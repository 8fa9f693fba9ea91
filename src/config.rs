/***************************************/
/*        3rd party libraries          */
/***************************************/
use log::info;
use serde::Deserialize;
use std::fs;
use std::path::{Path, PathBuf};
use thiserror::Error;

/***************************************/
/*           Local modules             */
/***************************************/
use crate::elevator::FLOOR_TRAVEL_TIME;

/***************************************/
/*       Public data structures        */
/***************************************/
#[derive(Deserialize, Clone, Debug, Default, PartialEq)]
#[serde(default)]
pub struct Config {
    pub simulation: SimulationConfig,
    pub batch: BatchConfig,
}

#[derive(Deserialize, Clone, Debug, PartialEq)]
#[serde(default)]
pub struct SimulationConfig {
    pub floor_travel_time: u64,
}

impl Default for SimulationConfig {
    fn default() -> Self {
        SimulationConfig {
            floor_travel_time: FLOOR_TRAVEL_TIME,
        }
    }
}

#[derive(Deserialize, Clone, Debug, PartialEq)]
#[serde(default)]
pub struct BatchConfig {
    pub input_path: PathBuf,
    pub output_path: PathBuf,
}

impl Default for BatchConfig {
    fn default() -> Self {
        BatchConfig {
            input_path: PathBuf::from("input.txt"),
            output_path: PathBuf::from("output.txt"),
        }
    }
}

#[derive(Debug, Error)]
pub enum ConfigError {
    #[error("failed to read configuration file {path}: {source}")]
    Read {
        path: PathBuf,
        source: std::io::Error,
    },
    #[error("failed to parse configuration file {path}: {source}")]
    Parse {
        path: PathBuf,
        source: toml::de::Error,
    },
}

/***************************************/
/*             Public API              */
/***************************************/

/// Loads the configuration from `path`. A missing file yields the defaults.
pub fn load_config(path: &Path) -> Result<Config, ConfigError> {
    if !path.exists() {
        info!("No configuration at {}, using defaults", path.display());
        return Ok(Config::default());
    }

    let config_str = fs::read_to_string(path).map_err(|source| ConfigError::Read {
        path: path.to_path_buf(),
        source,
    })?;

    parse_config(&config_str).map_err(|source| ConfigError::Parse {
        path: path.to_path_buf(),
        source,
    })
}

pub fn parse_config(config_str: &str) -> Result<Config, toml::de::Error> {
    toml::from_str(config_str)
}

/***************************************/
/*             Unit tests              */
/***************************************/
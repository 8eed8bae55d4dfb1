//! Component metadata data model
//!
//! These are the typed forms of the on-disk JSON documents: the library
//! main metadata, per-component metadata, prop declarations and custom
//! type definitions. Instances are only constructed after the raw JSON
//! has passed schema validation, so deserialization here cannot observe
//! shape errors, only the validated vocabulary.

use std::collections::HashMap;

use serde::{Deserialize, Serialize};

use crate::strings::StringTable;

/// Component kind, controlling placement rules and layout requirements.
#[derive(Debug, Clone, Copy, PartialEq, Eq, Hash, Serialize, Deserialize)]
#[serde(rename_all = "lowercase")]
pub enum ComponentKind {
    /// No children
    Atomic,
    /// Arbitrary children
    Container,
    /// Children constrained to declared layout regions
    Composite,
}

/// Allowed origin of a prop's value.
#[derive(Debug, Clone, Copy, PartialEq, Eq, Hash, Serialize, Deserialize)]
#[serde(rename_all = "lowercase")]
pub enum ValueSource {
    Static,
    Data,
    Const,
    Designer,
    Actions,
    Interpolations,
}

/// The fixed internal type vocabulary, with everything else treated as a
/// reference into the custom types table.
#[derive(Debug, Clone, Copy, PartialEq, Eq)]
pub enum PropType<'a> {
    String,
    Int,
    Float,
    Bool,
    Object,
    OneOf,
    Func,
    Component,
    Shape,
    ArrayOf,
    Custom(&'a str),
}

impl<'a> PropType<'a> {
    pub fn parse(name: &'a str) -> Self {
        match name {
            "string" => PropType::String,
            "int" => PropType::Int,
            "float" => PropType::Float,
            "bool" => PropType::Bool,
            "object" => PropType::Object,
            "oneOf" => PropType::OneOf,
            "func" => PropType::Func,
            "component" => PropType::Component,
            "shape" => PropType::Shape,
            "arrayOf" => PropType::ArrayOf,
            other => PropType::Custom(other),
        }
    }

    pub fn is_internal(&self) -> bool {
        !matches!(self, PropType::Custom(_))
    }
}

/// One option of a `oneOf` prop.
#[derive(Debug, Clone, PartialEq, Serialize, Deserialize)]
pub struct OptionMeta {
    pub value: serde_json::Value,
    #[serde(rename = "textKey")]
    pub text_key: String,
}

/// Configuration for the `static` value source.
#[derive(Debug, Clone, Default, PartialEq, Serialize, Deserialize)]
#[serde(rename_all = "camelCase")]
pub struct StaticSourceConfig {
    #[serde(skip_serializing_if = "Option::is_none")]
    pub default: Option<serde_json::Value>,
    /// For `string`-typed props: default text resolved through the
    /// component's string table.
    #[serde(skip_serializing_if = "Option::is_none")]
    pub default_text_key: Option<String>,
    /// For `arrayOf`-typed props: initial item count.
    #[serde(skip_serializing_if = "Option::is_none")]
    pub default_num: Option<i64>,
    #[serde(skip_serializing_if = "Option::is_none")]
    pub min_items: Option<i64>,
    #[serde(skip_serializing_if = "Option::is_none")]
    pub max_items: Option<i64>,
}

/// Configuration for the `const` value source.
#[derive(Debug, Clone, Default, PartialEq, Serialize, Deserialize)]
#[serde(rename_all = "camelCase")]
pub struct ConstSourceConfig {
    #[serde(skip_serializing_if = "Option::is_none")]
    pub value: Option<serde_json::Value>,
    #[serde(skip_serializing_if = "Option::is_none")]
    pub const_id: Option<String>,
}

/// Configuration for the `designer` value source.
#[derive(Debug, Clone, Default, PartialEq, Serialize, Deserialize)]
pub struct DesignerSourceConfig {
    #[serde(skip_serializing_if = "Option::is_none")]
    pub wrapper: Option<String>,
}

/// Configuration for the `interpolations` value source.
#[derive(Debug, Clone, PartialEq, Serialize, Deserialize)]
pub struct InterpolationsSourceConfig {
    pub name: String,
}

/// Per-source configuration for a prop.
#[derive(Debug, Clone, Default, PartialEq, Serialize, Deserialize)]
pub struct SourceConfigs {
    #[serde(rename = "static", skip_serializing_if = "Option::is_none")]
    pub static_: Option<StaticSourceConfig>,
    #[serde(skip_serializing_if = "Option::is_none")]
    pub data: Option<serde_json::Value>,
    #[serde(rename = "const", skip_serializing_if = "Option::is_none")]
    pub const_: Option<ConstSourceConfig>,
    #[serde(skip_serializing_if = "Option::is_none")]
    pub designer: Option<DesignerSourceConfig>,
    #[serde(skip_serializing_if = "Option::is_none")]
    pub actions: Option<serde_json::Value>,
    #[serde(skip_serializing_if = "Option::is_none")]
    pub interpolations: Option<InterpolationsSourceConfig>,
}

/// One prop's declared type and source contract. Recursive through
/// `ofType` (arrays) and `fields` (shapes).
#[derive(Debug, Clone, PartialEq, Serialize, Deserialize)]
#[serde(rename_all = "camelCase")]
pub struct PropMeta {
    #[serde(skip_serializing_if = "Option::is_none")]
    pub text_key: Option<String>,
    #[serde(skip_serializing_if = "Option::is_none")]
    pub description_text_key: Option<String>,
    #[serde(skip_serializing_if = "Option::is_none")]
    pub group: Option<String>,
    #[serde(rename = "type")]
    pub type_name: String,
    #[serde(skip_serializing_if = "Option::is_none")]
    pub source: Option<Vec<ValueSource>>,
    #[serde(skip_serializing_if = "Option::is_none")]
    pub source_configs: Option<SourceConfigs>,
    /// Required when `type` is `arrayOf`.
    #[serde(skip_serializing_if = "Option::is_none")]
    pub of_type: Option<Box<PropMeta>>,
    /// Required when `type` is `shape`.
    #[serde(skip_serializing_if = "Option::is_none")]
    pub fields: Option<HashMap<String, PropMeta>>,
    /// Required when `type` is `oneOf`.
    #[serde(skip_serializing_if = "Option::is_none")]
    pub options: Option<Vec<OptionMeta>>,
}

impl PropMeta {
    pub fn prop_type(&self) -> PropType<'_> {
        PropType::parse(&self.type_name)
    }

    /// The `static` source config's `defaultTextKey`, if the prop allows
    /// the `static` source and declares one.
    pub fn static_default_text_key(&self) -> Option<&str> {
        let allows_static = self
            .source
            .as_ref()
            .is_some_and(|s| s.contains(&ValueSource::Static));
        if !allows_static {
            return None;
        }
        self.source_configs
            .as_ref()?
            .static_
            .as_ref()?
            .default_text_key
            .as_deref()
    }
}

/// Library-level named, reusable type definition. Restricted by schema to
/// `oneOf`, `arrayOf` and `shape`.
#[derive(Debug, Clone, PartialEq, Serialize, Deserialize)]
#[serde(rename_all = "camelCase")]
pub struct TypeDef {
    #[serde(rename = "type")]
    pub type_name: String,
    #[serde(skip_serializing_if = "Option::is_none")]
    pub of_type: Option<Box<PropMeta>>,
    #[serde(skip_serializing_if = "Option::is_none")]
    pub fields: Option<HashMap<String, PropMeta>>,
    #[serde(skip_serializing_if = "Option::is_none")]
    pub options: Option<Vec<OptionMeta>>,
}

impl TypeDef {
    pub fn prop_type(&self) -> PropType<'_> {
        PropType::parse(&self.type_name)
    }
}

/// Entry of a component's `propGroups` list.
#[derive(Debug, Clone, PartialEq, Serialize, Deserialize)]
#[serde(rename_all = "camelCase")]
pub struct PropGroup {
    pub name: String,
    pub text_key: String,
}

/// A region of a composite component's layout.
#[derive(Debug, Clone, PartialEq, Serialize, Deserialize)]
#[serde(rename_all = "camelCase")]
pub struct Region {
    pub component: String,
    pub text_key: String,
    pub description_text_key: String,
    pub default_enabled: bool,
    /// Opaque prop overrides for the region's component, passed through
    /// without semantic validation.
    #[serde(skip_serializing_if = "Option::is_none")]
    pub props: Option<serde_json::Value>,
}

/// One layout of a composite component.
#[derive(Debug, Clone, PartialEq, Serialize, Deserialize)]
#[serde(rename_all = "camelCase")]
pub struct Layout {
    #[serde(skip_serializing_if = "Option::is_none")]
    pub text_key: Option<String>,
    #[serde(skip_serializing_if = "Option::is_none")]
    pub description_text_key: Option<String>,
    #[serde(skip_serializing_if = "Option::is_none")]
    pub icon: Option<String>,
    pub regions: Vec<Region>,
}

/// One component's declared contract.
#[derive(Debug, Clone, PartialEq, Serialize, Deserialize)]
#[serde(rename_all = "camelCase")]
pub struct ComponentMeta {
    pub display_name: String,
    pub text_key: String,
    #[serde(skip_serializing_if = "Option::is_none")]
    pub description_text_key: Option<String>,
    /// Must name an entry of the library's `componentGroups`.
    #[serde(skip_serializing_if = "Option::is_none")]
    pub group: Option<String>,
    pub kind: ComponentKind,
    #[serde(skip_serializing_if = "Option::is_none")]
    pub hidden: Option<bool>,
    #[serde(skip_serializing_if = "Option::is_none")]
    pub icon: Option<String>,
    #[serde(default)]
    pub props: HashMap<String, PropMeta>,
    #[serde(default)]
    pub prop_groups: Vec<PropGroup>,
    /// Custom types table; lazily loaded from a sibling file when a prop
    /// references a non-internal type name.
    #[serde(skip_serializing_if = "Option::is_none")]
    pub types: Option<HashMap<String, TypeDef>>,
    /// Filled from a sibling strings file when not inline. Always present
    /// after a successful read.
    #[serde(skip_serializing_if = "Option::is_none")]
    pub strings: Option<StringTable>,
    /// Required (non-empty) when `kind` is `composite`.
    #[serde(skip_serializing_if = "Option::is_none")]
    pub layouts: Option<Vec<Layout>>,
}

/// Entry of the library's `componentGroups` map.
#[derive(Debug, Clone, PartialEq, Serialize, Deserialize)]
#[serde(rename_all = "camelCase")]
pub struct ComponentGroup {
    pub text_key: String,
    #[serde(skip_serializing_if = "Option::is_none")]
    pub description_text_key: Option<String>,
}

/// The library's main metadata document, as found in the main metadata
/// file or under the package descriptor key.
#[derive(Debug, Clone, Serialize, Deserialize)]
#[serde(rename_all = "camelCase")]
pub struct MainMeta {
    pub namespace: String,
    pub global_style: bool,
    #[serde(skip_serializing_if = "Option::is_none")]
    pub loaders: Option<HashMap<String, Vec<String>>>,
    #[serde(skip_serializing_if = "Option::is_none")]
    pub import: Option<Vec<String>>,
    /// When present, component discovery is skipped entirely.
    #[serde(skip_serializing_if = "Option::is_none")]
    pub components: Option<HashMap<String, ComponentMeta>>,
    #[serde(default)]
    pub component_groups: HashMap<String, ComponentGroup>,
    #[serde(skip_serializing_if = "Option::is_none")]
    pub strings: Option<StringTable>,
}

/// The assembled, validated manifest of one component library.
///
/// Constructed once per assembly run and never mutated afterwards.
#[derive(Debug, Clone, Serialize, Deserialize)]
#[serde(rename_all = "camelCase")]
pub struct LibraryManifest {
    pub namespace: String,
    pub global_style: bool,
    #[serde(skip_serializing_if = "Option::is_none")]
    pub loaders: Option<HashMap<String, Vec<String>>>,
    #[serde(skip_serializing_if = "Option::is_none")]
    pub import: Option<Vec<String>>,
    pub components: HashMap<String, ComponentMeta>,
    pub component_groups: HashMap<String, ComponentGroup>,
    #[serde(skip_serializing_if = "Option::is_none")]
    pub strings: Option<StringTable>,
}

impl LibraryManifest {
    pub fn component(&self, display_name: &str) -> Option<&ComponentMeta> {
        self.components.get(display_name)
    }

    /// Components belonging to a palette group, in no particular order.
    pub fn components_in_group(&self, group: &str) -> Vec<&ComponentMeta> {
        self.components
            .values()
            .filter(|c| c.group.as_deref() == Some(group))
            .collect()
    }
}
//! Metadata Validator CLI
//!
//! Validates component libraries and prints assembled manifests.

use std::path::PathBuf;

use clap::{Parser, Subcommand};
use component_metadata::{gather_metadata, ComponentKind, MetaConfig};
use tracing_subscriber::EnvFilter;

#[derive(Parser)]
#[command(name = "meta-validator")]
#[command(about = "Validate component library metadata and assemble manifests")]
struct Cli {
    /// Path to a config file (component-meta.toml)
    #[arg(short, long)]
    config: Option<String>,

    #[command(subcommand)]
    command: Commands,
}

#[derive(Subcommand)]
enum Commands {
    /// Assemble and validate one or more libraries
    Validate {
        /// Library root directories; falls back to the configured list
        libraries: Vec<PathBuf>,
    },

    /// Assemble a library and print its manifest as JSON
    Show {
        /// Library root directory
        library: PathBuf,

        /// Output file (stdout if omitted)
        #[arg(short, long)]
        output: Option<PathBuf>,
    },
}

#[tokio::main]
async fn main() {
    tracing_subscriber::fmt()
        .with_env_filter(EnvFilter::from_default_env())
        .init();

    let cli = Cli::parse();

    if let Err(e) = run(cli).await {
        eprintln!("Error: {}", e);
        std::process::exit(1);
    }
}

async fn run(cli: Cli) -> anyhow::Result<()> {
    let config = MetaConfig::load_from(cli.config.as_deref())?;

    match cli.command {
        Commands::Validate { libraries } => {
            let roots = if libraries.is_empty() {
                if config.loader.libraries.is_empty() {
                    vec![PathBuf::from(".")]
                } else {
                    config.loader.libraries.clone()
                }
            } else {
                libraries
            };

            let mut all_valid = true;

            for root in roots {
                match gather_metadata(&root).await {
                    Ok(manifest) => {
                        let composites = manifest
                            .components
                            .values()
                            .filter(|c| c.kind == ComponentKind::Composite)
                            .count();
                        println!(
                            "✅ {} ('{}') - {} components ({} composite), {} groups",
                            root.display(),
                            manifest.namespace,
                            manifest.components.len(),
                            composites,
                            manifest.component_groups.len(),
                        );
                    }
                    Err(e) => {
                        all_valid = false;
                        println!("❌ {} - {}", root.display(), e);
                    }
                }
            }

            if !all_valid {
                std::process::exit(1);
            }
            Ok(())
        }

        Commands::Show { library, output } => {
            let manifest = gather_metadata(&library).await?;

            let json = if config.display.compact_output {
                serde_json::to_string(&manifest)?
            } else {
                serde_json::to_string_pretty(&manifest)?
            };

            if let Some(path) = output {
                std::fs::write(&path, &json)?;
                println!("✅ Manifest written to {:?}", path);
            } else {
                println!("{}", json);
            }

            Ok(())
        }
    }
}
//! Filesystem read primitives
//!
//! A missing file is an expected outcome for optional metadata, so reads
//! return an explicit three-way result instead of burying ENOENT inside an
//! error. Only "file not found" maps to [`FileReadResult::Absent`]; every
//! other I/O failure is fatal to the assembly run.

use std::io::ErrorKind;
use std::path::Path;

use serde_json::Value;

use crate::error::{MetaError, Result};

/// Outcome of reading a file that may legitimately not exist.
#[derive(Debug)]
pub enum FileReadResult {
    /// File exists and was read completely.
    Found(String),
    /// File does not exist.
    Absent,
    /// Any other I/O failure.
    IoFailure(std::io::Error),
}

/// Read a file to a string, distinguishing absence from failure.
pub async fn read_file(path: &Path) -> FileReadResult {
    match tokio::fs::read_to_string(path).await {
        Ok(text) => FileReadResult::Found(text),
        Err(err) if err.kind() == ErrorKind::NotFound => FileReadResult::Absent,
        Err(err) => FileReadResult::IoFailure(err),
    }
}

/// Read and parse a JSON file.
///
/// Returns `Ok(None)` when the file does not exist. A file that exists but
/// does not parse is [`MetaError::MalformedMetadata`].
pub async fn read_json_file(path: &Path) -> Result<Option<Value>> {
    match read_file(path).await {
        FileReadResult::Found(text) => match serde_json::from_str(&text) {
            Ok(value) => Ok(Some(value)),
            Err(_) => Err(MetaError::MalformedMetadata {
                file: path.to_path_buf(),
            }),
        },
        FileReadResult::Absent => Ok(None),
        FileReadResult::IoFailure(source) => Err(MetaError::Io {
            file: path.to_path_buf(),
            source,
        }),
    }
}

/// Check whether a path exists and is a directory.
///
/// A missing path is `Ok(false)`, not an error.
pub async fn is_directory(path: &Path) -> Result<bool> {
    match tokio::fs::metadata(path).await {
        Ok(meta) => Ok(meta.is_dir()),
        Err(err) if err.kind() == ErrorKind::NotFound => Ok(false),
        Err(source) => Err(MetaError::Io {
            file: path.to_path_buf(),
            source,
        }),
    }
}
//! Declarative shape contracts for metadata documents
//!
//! Every metadata file is validated against one of these JSON Schemas
//! before it is deserialized into the typed model. The prop schema is
//! genuinely recursive: `fields.*` and `ofType` both point back at the
//! prop definition, because shapes and arrays nest arbitrarily deep.
//!
//! Schemas are compiled once per assembly run into a [`CompiledSchemas`]
//! context object and shared by reference through the readers.

use jsonschema::JSONSchema;
use serde_json::{json, Value};

use crate::error::SchemaViolation;

/// Value sources a prop may declare.
const SOURCE_NAMES: [&str; 6] = [
    "static",
    "data",
    "const",
    "designer",
    "actions",
    "interpolations",
];

/// Shared definitions referenced from the schema documents. Each document
/// embeds this map under `definitions` so that internal `$ref` pointers
/// resolve within the document itself.
fn definitions() -> Value {
    json!({
        "stringTable": {
            "type": "object",
            "additionalProperties": {
                "type": "object",
                "additionalProperties": { "type": "string" }
            }
        },

        "optionList": {
            "type": "array",
            "minItems": 1,
            "items": {
                "type": "object",
                "additionalProperties": false,
                "required": ["value", "textKey"],
                "properties": {
                    "value": {},
                    "textKey": { "type": "string", "minLength": 1 }
                }
            }
        },

        "sourceConfigs": {
            "type": "object",
            "additionalProperties": false,
            "properties": {
                "static": {
                    "type": "object",
                    "additionalProperties": false,
                    "properties": {
                        "default": {},
                        "defaultTextKey": { "type": "string" },
                        "defaultNum": { "type": "integer" },
                        "minItems": { "type": "integer" },
                        "maxItems": { "type": "integer" }
                    }
                },
                "data": { "type": "object" },
                "const": {
                    "type": "object",
                    "additionalProperties": false,
                    "properties": {
                        "value": {},
                        "constId": { "type": "string" }
                    }
                },
                "designer": {
                    "type": "object",
                    "additionalProperties": false,
                    "properties": {
                        "wrapper": { "type": "string" }
                    }
                },
                "actions": { "type": "object" },
                "interpolations": {
                    "type": "object",
                    "additionalProperties": false,
                    "required": ["name"],
                    "properties": {
                        "name": { "type": "string", "minLength": 1 }
                    }
                }
            }
        },

        "prop": {
            "type": "object",
            "additionalProperties": false,
            "required": ["type"],
            "properties": {
                "textKey": { "type": "string" },
                "descriptionTextKey": { "type": "string" },
                "group": { "type": "string", "minLength": 1 },
                "type": { "type": "string", "minLength": 1 },
                "source": {
                    "type": "array",
                    "minItems": 1,
                    "uniqueItems": true,
                    "items": { "type": "string", "enum": SOURCE_NAMES }
                },
                "sourceConfigs": { "$ref": "#/definitions/sourceConfigs" },
                "ofType": { "$ref": "#/definitions/prop" },
                "fields": {
                    "type": "object",
                    "additionalProperties": { "$ref": "#/definitions/prop" }
                },
                "options": { "$ref": "#/definitions/optionList" }
            }
        },

        "typeTable": {
            "type": "object",
            "additionalProperties": {
                "type": "object",
                "additionalProperties": false,
                "required": ["type"],
                "properties": {
                    "type": { "type": "string", "enum": ["oneOf", "arrayOf", "shape"] },
                    "ofType": { "$ref": "#/definitions/prop" },
                    "fields": {
                        "type": "object",
                        "additionalProperties": { "$ref": "#/definitions/prop" }
                    },
                    "options": { "$ref": "#/definitions/optionList" }
                }
            }
        },

        "layout": {
            "type": "object",
            "additionalProperties": false,
            "required": ["regions"],
            "properties": {
                "textKey": { "type": "string", "minLength": 1 },
                "descriptionTextKey": { "type": "string", "minLength": 1 },
                "icon": { "type": "string", "minLength": 1 },
                "regions": {
                    "type": "array",
                    "minItems": 1,
                    "items": {
                        "type": "object",
                        "additionalProperties": false,
                        "required": [
                            "component",
                            "textKey",
                            "descriptionTextKey",
                            "defaultEnabled"
                        ],
                        "properties": {
                            "component": { "type": "string", "minLength": 1 },
                            "textKey": { "type": "string", "minLength": 1 },
                            "descriptionTextKey": { "type": "string", "minLength": 1 },
                            "defaultEnabled": { "type": "boolean" },
                            "props": { "type": "object" }
                        }
                    }
                }
            }
        },

        "componentMeta": {
            "type": "object",
            "additionalProperties": false,
            "required": ["displayName", "textKey", "kind"],
            "properties": {
                "displayName": { "type": "string", "minLength": 1 },
                "textKey": { "type": "string", "minLength": 1 },
                "descriptionTextKey": { "type": "string" },
                "group": { "type": "string", "minLength": 1 },
                "kind": {
                    "type": "string",
                    "enum": ["atomic", "container", "composite"]
                },
                "hidden": { "type": "boolean" },
                "icon": { "type": "string", "minLength": 1 },
                "props": {
                    "type": "object",
                    "additionalProperties": { "$ref": "#/definitions/prop" }
                },
                "propGroups": {
                    "type": "array",
                    "items": {
                        "type": "object",
                        "additionalProperties": false,
                        "required": ["name", "textKey"],
                        "properties": {
                            "name": { "type": "string", "minLength": 1 },
                            "textKey": { "type": "string", "minLength": 1 }
                        }
                    }
                },
                "types": { "$ref": "#/definitions/typeTable" },
                "strings": { "$ref": "#/definitions/stringTable" },
                // Emptiness is checked by the reader so that a composite
                // component with no layouts reports the missing field
                // rather than a shape violation.
                "layouts": {
                    "type": "array",
                    "items": { "$ref": "#/definitions/layout" }
                }
            }
        }
    })
}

• REQUIRED ACTION:
Lines that hold the word "wrapper" are the ones to copy from the entries above.

• TASK OUTPUT:
    pub wrapper: Option<String>,
                        "wrapper": { "type": "string" }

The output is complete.